Meetings with Joss Whedon (Avengers Assemble), Joseph Kosinski (TRON: Legacy) and Ron Howard (Angels & Demons) are something Sean Carroll calls a ‘cool hobby’. Since moving to Los Angeles, his knowledge of theoretical and astrophysics has contributed to keeping the science we see on our screens factually accurate. I had the opportunity to hear him talk on my first day at the Cheltenham Science Festival.
Carroll's passion for the physically possible has extended from keeping the release of antimatter from creating an unlikely explosion from occurring in Angels & Demons, to preventing a movie from pushing characters off the edge of a flat planet to kill them off during a fight scene.
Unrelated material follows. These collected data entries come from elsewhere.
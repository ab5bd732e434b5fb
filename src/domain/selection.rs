/// Ordered, de-duplicated identifiers chosen for one request.
#[derive(Debug, Clone, Default, PartialEq, Eq)]
pub struct SelectionSet {
    items: Vec<String>,
}

impl SelectionSet {
    pub fn new() -> Self {
        Self::default()
    }

    /// Adds `item` unless already present. Returns whether it was added.
    pub fn insert(&mut self, item: impl Into<String>) -> bool {
        let item = item.into();
        if self.items.contains(&item) {
            return false;
        }
        self.items.push(item);
        true
    }

    pub fn len(&self) -> usize {
        self.items.len()
    }

    pub fn is_empty(&self) -> bool {
        self.items.is_empty()
    }

    pub fn iter(&self) -> impl Iterator<Item = &str> {
        self.items.iter().map(String::as_str)
    }

    /// The only member, if there is exactly one.
    pub fn single(&self) -> Option<&str> {
        match self.items.as_slice() {
            [only] => Some(only.as_str()),
            _ => None,
        }
    }
}

impl<S: Into<String>> FromIterator<S> for SelectionSet {
    fn from_iter<T: IntoIterator<Item = S>>(iter: T) -> Self {
        let mut set = Self::new();
        for item in iter {
            set.insert(item);
        }
        set
    }
}
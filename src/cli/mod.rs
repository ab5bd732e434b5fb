pub mod context;
pub mod install;
pub mod lifecycle;
pub mod report;
pub mod setup;

pub use context::AppContext;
Even Gravity, a film he commends for being scientifically accurate, cannot escape his eye for improvement. If consulted, he would re-make one particular iconic moment - where George Clooney is pulled away from the space station by a mysterious force. In his more dramatically accurate scene, he would have both Clooney and Sandra Bullock float away together and let Clooney push Bullock back towards safety.
I thoroughly enjoyed his interview, where he also talked about his experiences in Hollywood and stories relating science to the real world. A favourite of mine was when a friend of his took a team from The Big Bang Theory around a real Caltech lab, to see lasers blocked by index cards and orders of untidiness recognised by practicing scientists around the world - creating possibly the most accurate representation of a physics laboratory on television to date!
Carroll offered a final great piece of advice to aspiring Hollywood science advisors - move to Los Angeles. But don’t be under any impression the job pays well, his flirtation with the film and television industry has only earned him a 'rather comfy sweatshirt and a bottle of wine’. Job aside, it’s not bad for a helpful hobby in Hollywood.